Alors que les conclusions de l'appelante ont été signifiées le 17 avril 2019 à la SCI Logis Plus et le 19 avril 2019 à la SCCV Colliard, ces dernières ont remis leurs conclusions au greffe le 23 mai 2019, soit plus d'un mois après les significations susvisées constituant le point de départ de ce délai.
Par ailleurs, s'il résulte des dispositions de l'article 15 du code de procédure civile que les parties doivent se faire connaître en temps utile les moyens de fait sur lesquels elles fondent leurs prétentions, les éléments de preuve qu'elles produisent et les moyens de droit qu'elles invoquent, la communication des pièces non concomitante à la signification des conclusions n'est pas sanctionnée et doit seulement être effectuée dans un délai suffisant pour permettre à la partie adverse de conclure.
En l'espèce, il convient de relever que la SASU Cabinet Maurice Lichiere qui a signifié ses conclusions le 17 et le 19 avril 2019, a transmis ses pièces aux intimées le 13 mai 2019 soit avant l'expiration du délai qui leur était accordé pour conclure en leur laissant le temps nécessaire pour y répondre.
Il en résulte que le défaut de communication simultanée aux conclusions n'a nullement porté atteinte aux droits de la défense et ne peut constituer un cas de force majeure au sens de l'article 910-3 du code de procédure civile, exonérant les intimées de l'irrecevabilité encourue à raison du caractère tardif de leurs conclusions.
La décision déférée doit être infirmée sur ce point et il convient de déclarer irrecevables les conclusions de la SCI Logis Plus et de la SCCV Colliard et de les débouter de leur demande tendant à voir juger irrecevables toutes les pièces produites par les appelants
Sur les dépens et les frais irrépétibles:
Il convient de laisser à chacune des parties la charge des dépens qu'elle a engagés pour le présent déféré et il n'y a donc pas lieu de statuer sur leur recouvrement par leurs mandataires.
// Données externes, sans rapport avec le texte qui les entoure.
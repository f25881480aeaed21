use std::str::FromStr;

use anyhow::{ensure, Context, Result};

use crate::store::ReferencePolicy;

/// Application configuration loaded from environment variables.
/// Every variable is optional; unparseable values fail startup.
#[derive(Debug, Clone)]
pub struct Config {
    pub port: u16,
    pub rust_log: String,
    /// Without a key the AI endpoints answer 500.
    pub anthropic_api_key: Option<String>,
    pub llm_timeout_secs: u64,
    pub llm_max_retries: u32,
    pub reference_policy: ReferencePolicy,
    /// Default size of `GET /api/skills?trending=true`.
    pub trending_limit: usize,
}

impl Default for Config {
    fn default() -> Self {
        Self {
            port: 8080,
            rust_log: "info".to_string(),
            anthropic_api_key: None,
            llm_timeout_secs: 60,
            llm_max_retries: 3,
            reference_policy: ReferencePolicy::Permissive,
            trending_limit: 8,
        }
    }
}

impl Config {
    pub fn from_env() -> Result<Self> {
        dotenvy::dotenv().ok(); // load .env if present; ignore if missing

        let defaults = Config::default();
        let enforce_references: bool = parse_env("ENFORCE_REFERENCES", false)?;
        let llm_timeout_secs = parse_timeout_secs("LLM_TIMEOUT_SECS", defaults.llm_timeout_secs)?;

        Ok(Config {
            port: parse_env("PORT", defaults.port)?,
            rust_log: std::env::var("RUST_LOG").unwrap_or(defaults.rust_log),
            anthropic_api_key: std::env::var("ANTHROPIC_API_KEY")
                .ok()
                .filter(|key| !key.trim().is_empty()),
            llm_timeout_secs,
            llm_max_retries: parse_env("LLM_MAX_RETRIES", defaults.llm_max_retries)?,
            reference_policy: if enforce_references {
                ReferencePolicy::Strict
            } else {
                ReferencePolicy::Permissive
            },
            trending_limit: parse_env("TRENDING_LIMIT", defaults.trending_limit)?,
        })
    }
}

fn parse_env<T>(key: &str, default: T) -> Result<T>
where
    T: FromStr,
    T::Err: std::error::Error + Send + Sync + 'static,
{
    match std::env::var(key) {
        Ok(raw) => raw
            .trim()
            .parse::<T>()
            .with_context(|| format!("Environment variable '{key}' has an invalid value '{raw}'")),
        Err(_) => Ok(default),
    }
}

/// A zero timeout would fail every model call before it is sent.
fn parse_timeout_secs(key: &str, default: u64) -> Result<u64> {
    let secs: u64 = parse_env(key, default)?;
    ensure!(secs >= 1, "Environment variable '{key}' must be at least 1 second, got {secs}");
    Ok(secs)
}
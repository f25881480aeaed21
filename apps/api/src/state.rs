use std::sync::Arc;

use crate::assistant::SkillAssistant;
use crate::config::Config;
use crate::store::SharedStore;

/// Shared application state injected into all route handlers via Axum extractors.
#[derive(Clone)]
pub struct AppState {
    pub store: SharedStore,
    /// Language-model capability. Default: `LlmAssistant`, or `DisabledAssistant`
    /// when no API key is configured.
    pub assistant: Arc<dyn SkillAssistant>,
    pub config: Config,
}
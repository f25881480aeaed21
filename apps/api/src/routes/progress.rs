use axum::{
    extract::{Path, State},
    http::StatusCode,
    Json,
};

use crate::errors::AppError;
use crate::extract::{parse_id, ApiJson};
use crate::models::{NewProgress, UserProgress};
use crate::state::AppState;

/// GET /api/users/:userId/progress
pub async fn handle_list_progress(
    State(state): State<AppState>,
    Path(user_id): Path<String>,
) -> Result<Json<Vec<UserProgress>>, AppError> {
    let user_id = parse_id(&user_id, "user")?;
    let store = state.store.read().await;
    Ok(Json(store.user_progress(user_id)))
}

/// POST /api/progress
///
/// Upsert: answers 201 for both a new record and an updated one.
pub async fn handle_upsert_progress(
    State(state): State<AppState>,
    ApiJson(new_progress): ApiJson<NewProgress>,
) -> Result<(StatusCode, Json<UserProgress>), AppError> {
    new_progress.validate()?;
    let progress = state.store.write().await.upsert_progress(new_progress)?;
    Ok((StatusCode::CREATED, Json(progress)))
}
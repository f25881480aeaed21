// Prompt templates for the skill assistant.
// Placeholders in braces are filled with `str::replace` by the caller.

/// System prompt for translations. `{target_language}` is replaced.
pub const TRANSLATE_SYSTEM_TEMPLATE: &str = "You are a professional translator. \
    Translate the following text to {target_language}. \
    Provide only the translation with no additional explanation.";

/// System prompt for recommendations.
pub const RECOMMEND_SYSTEM: &str = "You are a content recommendation engine that analyzes \
    user preferences and recommends relevant content. \
    You MUST respond with valid JSON only. \
    Do NOT use markdown code fences. \
    Do NOT include explanations.";

pub const RECOMMEND_INTRO: &str = "Based on the user's watched skills and interests, \
    recommend the most relevant skills from the following list:";

pub const RECOMMEND_OUTPUT_INSTRUCTION: &str = "Return a JSON object of the skill IDs you \
    recommend, in order of relevance. Format: {\"recommendedSkills\": [1, 5, 3]}";
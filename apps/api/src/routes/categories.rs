use axum::{
    extract::{Path, State},
    http::StatusCode,
    Json,
};

use crate::errors::AppError;
use crate::extract::{parse_id, ApiJson};
use crate::models::{Category, NewCategory};
use crate::state::AppState;

/// GET /api/categories
pub async fn handle_list_categories(State(state): State<AppState>) -> Json<Vec<Category>> {
    let store = state.store.read().await;
    Json(store.categories())
}

/// GET /api/categories/:id
pub async fn handle_get_category(
    State(state): State<AppState>,
    Path(id): Path<String>,
) -> Result<Json<Category>, AppError> {
    let id = parse_id(&id, "category")?;
    let store = state.store.read().await;
    store
        .category(id)
        .cloned()
        .map(Json)
        .ok_or_else(|| AppError::NotFound("Category not found".to_string()))
}

/// POST /api/categories
pub async fn handle_create_category(
    State(state): State<AppState>,
    ApiJson(new_category): ApiJson<NewCategory>,
) -> Result<(StatusCode, Json<Category>), AppError> {
    new_category.validate()?;
    let category = state.store.write().await.create_category(new_category);
    Ok((StatusCode::CREATED, Json(category)))
}
use std::collections::BTreeMap;

use crate::models::Id;

/// Records of one entity kind keyed by id, with a private id counter.
///
/// Ids are handed out from 1 upwards and never reused, so id order is also
/// insertion order and every iterator below yields rows in that order.
#[derive(Debug)]
pub struct Table<T> {
    rows: BTreeMap<Id, T>,
    next_id: Id,
}

impl<T> Default for Table<T> {
    fn default() -> Self {
        Self {
            rows: BTreeMap::new(),
            next_id: 1,
        }
    }
}

impl<T> Table<T> {
    /// Assigns the next id, builds the record with it and stores it.
    pub fn insert_with(&mut self, build: impl FnOnce(Id) -> T) -> &T {
        let id = self.next_id;
        self.next_id += 1;
        self.rows.entry(id).or_insert(build(id))
    }

    pub fn get(&self, id: Id) -> Option<&T> {
        self.rows.get(&id)
    }

    pub fn get_mut(&mut self, id: Id) -> Option<&mut T> {
        self.rows.get_mut(&id)
    }

    pub fn remove(&mut self, id: Id) -> Option<T> {
        self.rows.remove(&id)
    }

    pub fn contains(&self, id: Id) -> bool {
        self.rows.contains_key(&id)
    }

    pub fn iter(&self) -> impl Iterator<Item = &T> {
        self.rows.values()
    }

    /// First row (lowest id) matching `predicate`, with its id.
    pub fn find_entry(&self, predicate: impl Fn(&T) -> bool) -> Option<(Id, &T)> {
        self.rows
            .iter()
            .find(|(_, row)| predicate(row))
            .map(|(id, row)| (*id, row))
    }

    pub fn len(&self) -> usize {
        self.rows.len()
    }
}

impl<T: Clone> Table<T> {
    /// Clones every row matching `predicate`, in insertion order.
    pub fn filter_cloned(&self, predicate: impl Fn(&T) -> bool) -> Vec<T> {
        self.rows.values().filter(|row| predicate(row)).cloned().collect()
    }
}
//! Request extraction that reports bad input as `AppError::Validation`, so
//! every 400 carries the same JSON error body.

use axum::{
    async_trait,
    extract::{FromRequest, Request},
    Json,
};
use serde::de::DeserializeOwned;

use crate::errors::AppError;
use crate::models::Id;

/// `Json<T>` whose rejections (bad content type, malformed JSON, missing or
/// mistyped fields) become 400 responses.
pub struct ApiJson<T>(pub T);

#[async_trait]
impl<S, T> FromRequest<S> for ApiJson<T>
where
    T: DeserializeOwned,
    S: Send + Sync,
{
    type Rejection = AppError;

    async fn from_request(req: Request, state: &S) -> Result<Self, Self::Rejection> {
        let Json(value) = Json::<T>::from_request(req, state)
            .await
            .map_err(|rejection| AppError::Validation(rejection.body_text()))?;
        Ok(ApiJson(value))
    }
}

/// Parses a path segment as an entity id. `what` names the entity in the
/// error message, e.g. "skill".
pub fn parse_id(raw: &str, what: &str) -> Result<Id, AppError> {
    raw.parse::<Id>()
        .ok()
        .filter(|id| *id > 0)
        .ok_or_else(|| AppError::Validation(format!("Invalid {what} ID")))
}
use axum::{
    extract::{Path, State},
    http::StatusCode,
    Json,
};

use crate::errors::AppError;
use crate::extract::{parse_id, ApiJson};
use crate::models::{NewSavedSkill, SavedSkill, Skill};
use crate::state::AppState;

/// GET /api/users/:userId/saved-skills
pub async fn handle_list_saved_skills(
    State(state): State<AppState>,
    Path(user_id): Path<String>,
) -> Result<Json<Vec<Skill>>, AppError> {
    let user_id = parse_id(&user_id, "user")?;
    let store = state.store.read().await;
    Ok(Json(store.saved_skills(user_id)))
}

/// POST /api/saved-skills
pub async fn handle_save_skill(
    State(state): State<AppState>,
    ApiJson(new_saved): ApiJson<NewSavedSkill>,
) -> Result<(StatusCode, Json<SavedSkill>), AppError> {
    new_saved.validate()?;
    let saved = state.store.write().await.save_skill(new_saved)?;
    Ok((StatusCode::CREATED, Json(saved)))
}

/// DELETE /api/users/:userId/saved-skills/:skillId
///
/// Always 204 for valid ids, whether or not a bookmark existed.
pub async fn handle_unsave_skill(
    State(state): State<AppState>,
    Path((user_id, skill_id)): Path<(String, String)>,
) -> Result<StatusCode, AppError> {
    let (user_id, skill_id) = match (parse_id(&user_id, "user"), parse_id(&skill_id, "skill")) {
        (Ok(user_id), Ok(skill_id)) => (user_id, skill_id),
        _ => return Err(AppError::Validation("Invalid IDs".to_string())),
    };
    state.store.write().await.unsave_skill(user_id, skill_id);
    Ok(StatusCode::NO_CONTENT)
}
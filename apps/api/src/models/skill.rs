use std::collections::BTreeMap;

use chrono::{DateTime, Utc};
use serde::{Deserialize, Serialize};

use super::{require_id, require_text, Id};
use crate::errors::AppError;

/// Translated copy of a skill's text fields for one language.
#[derive(Debug, Clone, Default, Serialize, Deserialize, PartialEq)]
#[serde(rename_all = "camelCase")]
pub struct SkillTranslation {
    pub title: Option<String>,
    pub description: Option<String>,
}

/// A single short instructional video.
#[derive(Debug, Clone, Serialize, Deserialize, PartialEq)]
#[serde(rename_all = "camelCase")]
pub struct Skill {
    pub id: Id,
    pub title: String,
    pub description: String,
    pub video_url: String,
    pub thumbnail_url: Option<String>,
    /// Length of the video in seconds.
    pub duration: u32,
    pub category_id: Id,
    /// Creator of the skill.
    pub user_id: Id,
    pub created_at: DateTime<Utc>,
    pub views: u32,
    pub rating: i32,
    pub tags: Option<Vec<String>>,
    /// Keyed by language code.
    pub languages: BTreeMap<String, SkillTranslation>,
}

impl Skill {
    /// Lowercased `title description tags...` text used by search.
    pub fn searchable_text(&self) -> String {
        let tags = self.tags.as_deref().unwrap_or_default().join(" ");
        format!("{} {} {}", self.title, self.description, tags).to_lowercase()
    }
}

/// Upload payload for `POST /api/skills`.
#[derive(Debug, Clone, Deserialize)]
#[serde(rename_all = "camelCase")]
pub struct NewSkill {
    pub title: String,
    pub description: String,
    pub video_url: String,
    #[serde(default)]
    pub thumbnail_url: Option<String>,
    pub duration: u32,
    pub category_id: Id,
    pub user_id: Id,
    #[serde(default)]
    pub tags: Option<Vec<String>>,
}

impl NewSkill {
    pub fn validate(&self) -> Result<(), AppError> {
        require_text("title", &self.title)?;
        require_text("description", &self.description)?;
        require_text("videoUrl", &self.video_url)?;
        if self.duration == 0 {
            return Err(AppError::Validation(
                "duration must be at least one second".to_string(),
            ));
        }
        require_id("categoryId", self.category_id)?;
        require_id("userId", self.user_id)
    }
}
pub mod category;
pub mod progress;
pub mod saved_skill;
pub mod skill;
pub mod user;

pub use category::{Category, NewCategory};
pub use progress::{NewProgress, UserProgress};
pub use saved_skill::{NewSavedSkill, SavedSkill};
pub use skill::{NewSkill, Skill};
pub use user::{NewUser, PublicUser, User};

use crate::errors::AppError;

/// Entity identifier. Positive, unique per entity kind, assigned by the store.
pub type Id = u32;

/// Rejects empty or whitespace-only required strings.
pub(crate) fn require_text(field: &str, value: &str) -> Result<(), AppError> {
    if value.trim().is_empty() {
        return Err(AppError::Validation(format!("{field} cannot be empty")));
    }
    Ok(())
}

/// Rejects ids that can never have been assigned (ids start at 1).
pub(crate) fn require_id(field: &str, value: Id) -> Result<(), AppError> {
    if value == 0 {
        return Err(AppError::Validation(format!(
            "{field} must be a positive integer"
        )));
    }
    Ok(())
}
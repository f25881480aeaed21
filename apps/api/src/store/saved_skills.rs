use std::collections::HashSet;

use chrono::Utc;
use tracing::info;

use super::{Store, StoreError};
use crate::models::{Id, NewSavedSkill, SavedSkill, Skill};

impl Store {
    /// Skills bookmarked by `user_id`, in skill insertion order, each once.
    /// Bookmarks pointing at skills that no longer exist are skipped.
    pub fn saved_skills(&self, user_id: Id) -> Vec<Skill> {
        let bookmarked: HashSet<Id> = self
            .saved_skills
            .iter()
            .filter(|saved| saved.user_id == user_id)
            .map(|saved| saved.skill_id)
            .collect();

        self.skills.filter_cloned(|skill| bookmarked.contains(&skill.id))
    }

    /// Appends a bookmark. Bookmarking the same skill twice stores two rows.
    pub fn save_skill(&mut self, new: NewSavedSkill) -> Result<SavedSkill, StoreError> {
        self.require_user(new.user_id)?;
        self.require_skill(new.skill_id)?;

        let now = Utc::now();
        let saved = self
            .saved_skills
            .insert_with(|id| SavedSkill {
                id,
                user_id: new.user_id,
                skill_id: new.skill_id,
                saved_at: now,
            })
            .clone();

        info!(user_id = saved.user_id, skill_id = saved.skill_id, "skill saved");
        Ok(saved)
    }

    /// Removes the oldest bookmark of `skill_id` by `user_id`, if any.
    /// Returns whether a row was removed.
    pub fn unsave_skill(&mut self, user_id: Id, skill_id: Id) -> bool {
        let found = self
            .saved_skills
            .find_entry(|saved| saved.user_id == user_id && saved.skill_id == skill_id)
            .map(|(id, _)| id);

        match found {
            Some(id) => {
                self.saved_skills.remove(id);
                info!(user_id, skill_id, "skill unsaved");
                true
            }
            None => false,
        }
    }
}
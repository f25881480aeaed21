use serde::{Deserialize, Serialize};

use super::{require_text, Id};
use crate::errors::AppError;

#[derive(Debug, Clone, Serialize, Deserialize, PartialEq)]
#[serde(rename_all = "camelCase")]
pub struct Category {
    pub id: Id,
    pub name: String,
    /// Icon name understood by the web client (e.g. `laptop-code`).
    pub icon: String,
    /// Display color token, usually a hex string.
    pub color: String,
}

#[derive(Debug, Clone, Deserialize)]
#[serde(rename_all = "camelCase")]
pub struct NewCategory {
    pub name: String,
    pub icon: String,
    pub color: String,
}

impl NewCategory {
    pub fn new(name: &str, icon: &str, color: &str) -> Self {
        Self {
            name: name.to_string(),
            icon: icon.to_string(),
            color: color.to_string(),
        }
    }

    pub fn validate(&self) -> Result<(), AppError> {
        require_text("name", &self.name)?;
        require_text("icon", &self.icon)?;
        require_text("color", &self.color)
    }
}
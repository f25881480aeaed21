pub mod ai;
pub mod categories;
pub mod health;
pub mod progress;
pub mod saved_skills;
pub mod skills;
pub mod users;

use axum::{
    routing::{delete, get, post},
    Router,
};

use crate::state::AppState;

pub fn build_router(state: AppState) -> Router {
    Router::new()
        .route("/health", get(health::health_handler))
        // Users (the path parameter must share one name across /api/users/:id/...)
        .route("/api/users", post(users::handle_create_user))
        .route("/api/users/:id", get(users::handle_get_user))
        .route(
            "/api/users/:id/saved-skills",
            get(saved_skills::handle_list_saved_skills),
        )
        .route(
            "/api/users/:id/saved-skills/:skill_id",
            delete(saved_skills::handle_unsave_skill),
        )
        .route(
            "/api/users/:id/progress",
            get(progress::handle_list_progress),
        )
        // Catalogue
        .route(
            "/api/categories",
            get(categories::handle_list_categories).post(categories::handle_create_category),
        )
        .route("/api/categories/:id", get(categories::handle_get_category))
        .route(
            "/api/skills",
            get(skills::handle_list_skills).post(skills::handle_create_skill),
        )
        .route("/api/skills/featured", get(skills::handle_featured_skill))
        .route("/api/skills/:id", get(skills::handle_get_skill))
        // Bookmarks and progress
        .route("/api/saved-skills", post(saved_skills::handle_save_skill))
        .route("/api/progress", post(progress::handle_upsert_progress))
        // Language model
        .route("/api/translate", post(ai::handle_translate))
        .route("/api/recommend", post(ai::handle_recommend))
        .with_state(state)
}
use chrono::{DateTime, Utc};
use serde::{Deserialize, Serialize};

use super::{require_id, Id};
use crate::errors::AppError;

/// A user's bookmark of a skill. The same pair may be bookmarked more than once.
#[derive(Debug, Clone, Serialize, Deserialize, PartialEq)]
#[serde(rename_all = "camelCase")]
pub struct SavedSkill {
    pub id: Id,
    pub user_id: Id,
    pub skill_id: Id,
    pub saved_at: DateTime<Utc>,
}

#[derive(Debug, Clone, Deserialize)]
#[serde(rename_all = "camelCase")]
pub struct NewSavedSkill {
    pub user_id: Id,
    pub skill_id: Id,
}

impl NewSavedSkill {
    pub fn validate(&self) -> Result<(), AppError> {
        require_id("userId", self.user_id)?;
        require_id("skillId", self.skill_id)
    }
}
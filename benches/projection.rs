//! Projection benchmark suite
//!
//! The table is rebuilt after every applied report and every filter change, so
//! `project` runs far more often than anything else:
//! - Unfiltered projection at various contestant counts
//! - Filtered projection (substring match on test-case names)

use criterion::{black_box, criterion_group, criterion_main, BenchmarkId, Criterion};
use uibench_results::render::text_table;
use uibench_results::simulate::{self, SimConfig};
use uibench_results::{project, ReportChannel, ResultStore};

fn populated_store(contestants: usize) -> ResultStore {
    let cfg = SimConfig::full(7);
    let mut store = ResultStore::new();
    let mut channel = ReportChannel::new(&mut store);
    for event in simulate::generate(&cfg, contestants) {
        channel.apply(event);
    }
    store
}

fn bench_project(c: &mut Criterion) {
    let mut group = c.benchmark_group("project");

    for n in [2usize, 8, 32] {
        let store = populated_store(n);

        for filter in ["", "table", "render"] {
            let label = if filter.is_empty() { "all" } else { filter };
            group.bench_with_input(
                BenchmarkId::new(format!("filter_{label}"), n),
                &store,
                |bencher, store| bencher.iter(|| black_box(project(store, black_box(filter)))),
            );
        }
    }

    group.finish();
}

/// Projection plus text rendering, as done on every refresh of the CLI watch mode
fn bench_render(c: &mut Criterion) {
    let store = populated_store(13);
    c.bench_function("project_and_render_text", |bencher| {
        bencher.iter(|| black_box(text_table(&project(black_box(&store), ""))))
    });
}

criterion_group!(benches, bench_project, bench_render);
criterion_main!(benches);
Il n'y a pas lieu à application de l'article 700 du code de procédure civile.
PAR CES MOTIFS
LA COUR,
Infirme la décision déférée sauf en ce qu'elle a retenu la régularité et l'absence de caducité de l'acte d'appel à l'encontre de la SCI Logis Plus et de la SCCV Colliard,
Statuant à nouveau sur les chefs infirmés,
Déclare caduque la déclaration d'appel formée par la SASU Cabinet Maurice Lichiere le 9 avril 2019 à l'encontre de la SCI Le 14, la SCI La Digue, la SCCV Les 2 Lys,
Déclare irrecevables les conclusions de la SCI Logis Plus et de la SCCV Colliard,
Déboute les parties de leurs demandes plus amples ou contraires,
Dit que chacune des parties conservera la charge des dépens qu'elle a engagés pour le présent déféré,
Dit n'y avoir lieu à application de l'article 700 du code de procédure civile.